Fynsworth is a delicious show business gamble. When producer Kimmel saw that his old label, Varèse Sarabande, was starting to cool it on show tunes, he grabbed back the rights to the solo and cast albums that he had done for the company during the last decade--everything from the last Carol Channing revival of Hello, Dolly! to Polly Pen's Bed and Sofa. And with a lot of blood, sweat and chutzpah, he created Fynsworth Alley. The new label's releases will be available to retail stores, but real savings will come if you join the club (www.fynsworthalley.com). Not only will members be able to purchase those unique early issues at an unheard-of discounted price, they will also get first crack at the new discs offered, three months before the general public gets its shot. The first release was an all-Sondheim disc with new and old material, plus a bonus track available only on the pre-release edition directly from the label. So, hop to that website! Fynsworth Alley is a Christmas present to all theater lovers.
DOUBLE YOUR PLEASURE, DOUBLE YOUR FUN
Score entry #2 for preserving the work of up-and-comers in the worlds of cabaret and theater. This one's called Jerome Records. Its first release is Our Heart Sings, a benefit CD for the Genesius Guild, a new not-for-profit theater company dedicated to nurturing the new generation. Lainie Kazan will host the company's launch party at Second Stage on December 11 at 8pm. Promising to recreate their recorded contributions on that occasion are Alison Fraser, Heather MacRae, Mark Nadler, Christiane Noll, Georga Osborne, Stephanie Pope, Alice Ripley, Emily Skinner, and so on.

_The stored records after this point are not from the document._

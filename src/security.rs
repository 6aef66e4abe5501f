//! HTTP Basic authentication for the admin surface.
//!
//! Only the password is checked; the username is ignored. Comparison is
//! constant time so a remote caller cannot narrow the password by timing.

use axum::{
    extract::{Request, State},
    http::{header, HeaderValue, StatusCode},
    middleware::Next,
    response::{IntoResponse, Json, Response},
};
use base64::{engine::general_purpose::STANDARD, Engine as _};
use serde_json::json;
use subtle::ConstantTimeEq;

use crate::AppState;

const WWW_AUTHENTICATE: &str = "Basic realm=\"MCP Guardian Admin\"";

pub async fn require_admin(
    State(state): State<AppState>,
    request: Request,
    next: Next,
) -> Response {
    let authorized = request
        .headers()
        .get(header::AUTHORIZATION)
        .and_then(parse_basic_password)
        .map(|password| {
            password
                .as_bytes()
                .ct_eq(state.config.admin_password.as_bytes())
                .into()
        })
        .unwrap_or(false);

    if !authorized {
        tracing::warn!("rejected admin request with missing or invalid credentials");
        return (
            StatusCode::UNAUTHORIZED,
            [(header::WWW_AUTHENTICATE, HeaderValue::from_static(WWW_AUTHENTICATE))],
            Json(json!({"error": "Invalid credentials"})),
        )
            .into_response();
    }

    next.run(request).await
}

fn parse_basic_password(value: &HeaderValue) -> Option<String> {
    let encoded = value.to_str().ok()?.strip_prefix("Basic ")?;
    let decoded = STANDARD.decode(encoded).ok()?;
    let credentials = String::from_utf8(decoded).ok()?;
    let (_username, password) = credentials.split_once(':')?;
    Some(password.to_string())
}
use axum::{
    http::StatusCode,
    response::{IntoResponse, Json, Response},
};
use serde_json::json;
use thiserror::Error;

use crate::snapshot::SnapshotError;

// Type alias for Result with our AppError
pub type Result<T> = std::result::Result<T, AppError>;

/// Failures surfaced by the admin operations.
///
/// Upstream and canonicalization failures reach the admin caller wrapped in
/// [`AppError::Snapshot`]; the proxy path never uses this type and maps
/// upstream failures to 502/504 directly.
#[derive(Debug, Error)]
pub enum AppError {
    #[error("Database error: {0}")]
    Database(#[from] sqlx::Error),

    #[error("Service '{0}' not found")]
    ServiceNotFound(String),

    #[error("No snapshots found for service '{0}'")]
    SnapshotNotFound(String),

    #[error("Service '{0}' already exists")]
    DuplicateName(String),

    #[error("Validation error: {0}")]
    Validation(String),

    #[error("Failed to snapshot upstream server: {0}")]
    Snapshot(#[from] SnapshotError),
}

impl IntoResponse for AppError {
    fn into_response(self) -> Response {
        let (status, message) = match &self {
            AppError::ServiceNotFound(_) | AppError::SnapshotNotFound(_) => {
                (StatusCode::NOT_FOUND, self.to_string())
            }
            AppError::DuplicateName(_) | AppError::Validation(_) | AppError::Snapshot(_) => {
                (StatusCode::BAD_REQUEST, self.to_string())
            }
            AppError::Database(e) => {
                tracing::error!(error = %e, "database error");
                (
                    StatusCode::INTERNAL_SERVER_ERROR,
                    "Internal server error".to_string(),
                )
            }
        };

        (status, Json(json!({ "error": message }))).into_response()
    }
}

The label has solo releases by Laurie Krauz, Phillip Officer, and Sal Viviano. And there's a newsletter, bluebutterfly (e-mail email@example.com or write to Jerome Records Inc., 295 Greenwich Street, Suite 392, New York, NY 10007).
CARUSO & CO.
If you haven't yet caught TheaterMania columnist and man-about-town Jim Caruso 's Monday Night madness with Billy Stritch at Arci's Place, you've got two chances left: December 11 (at 9pm) and an only-fantastic New Year's Eve bash which will include guest performers Steven Brinberg (as "Simply Barbra"), Alexandra Haas, Amanda Green, and no less than Linda Lavin.
One of the surprise presents we New Yorkers got this summer was the Caruso-Stritch act, which was happily extended through the fall. Thank God, the show was recorded. That CD, titled Caruso--Live and In Person!, will hit stores in February; but you stocking-stuffers (and you know who you are) can get a jump on everyone else by ordering online from LMLMusic.com or by calling 888-856-9202.
It's difficult to describe the show Caruso does. "A party"--the all-inclusive kind--comes closest to the mark, I think. Suffice it to say that he charms, live or on CD.
A NEW VICTORY FOR CORA
Cora Cahan is a hero of mine, I confess. As co-founder (along with Eliot Feld) of The Joyce Theater Foundation, she gave a new home to American dance the likes of which--in terms of facilities, production contracts, all-in-one packaging--the field hadn't known before. She redefined the turf. That, folks, is a maverick. And a maverick never rests on her laurels.
Her current venture--The New Victory Theater--marks its fifth year as New York's premier theater for children on December 11. Cahan has taught us that if we scrape away the grit and dust that attaches itself to the term "children's theater," we can offer very young theatergoers a world that is as vital, sophisticated, and alive as the best of adult entertainment. For this special anniversary, she and board chairman Marion S. Helskell will raise a glass to fellow board member Mary Ann Tighe, the Vice Chairman of Insignia/ESG--who, like Cahan, is a believer in exploring new cultural landscapes. A reception and dinner at the New 42nd Street Studios will preface a performance of Circus Oz at the New Victory.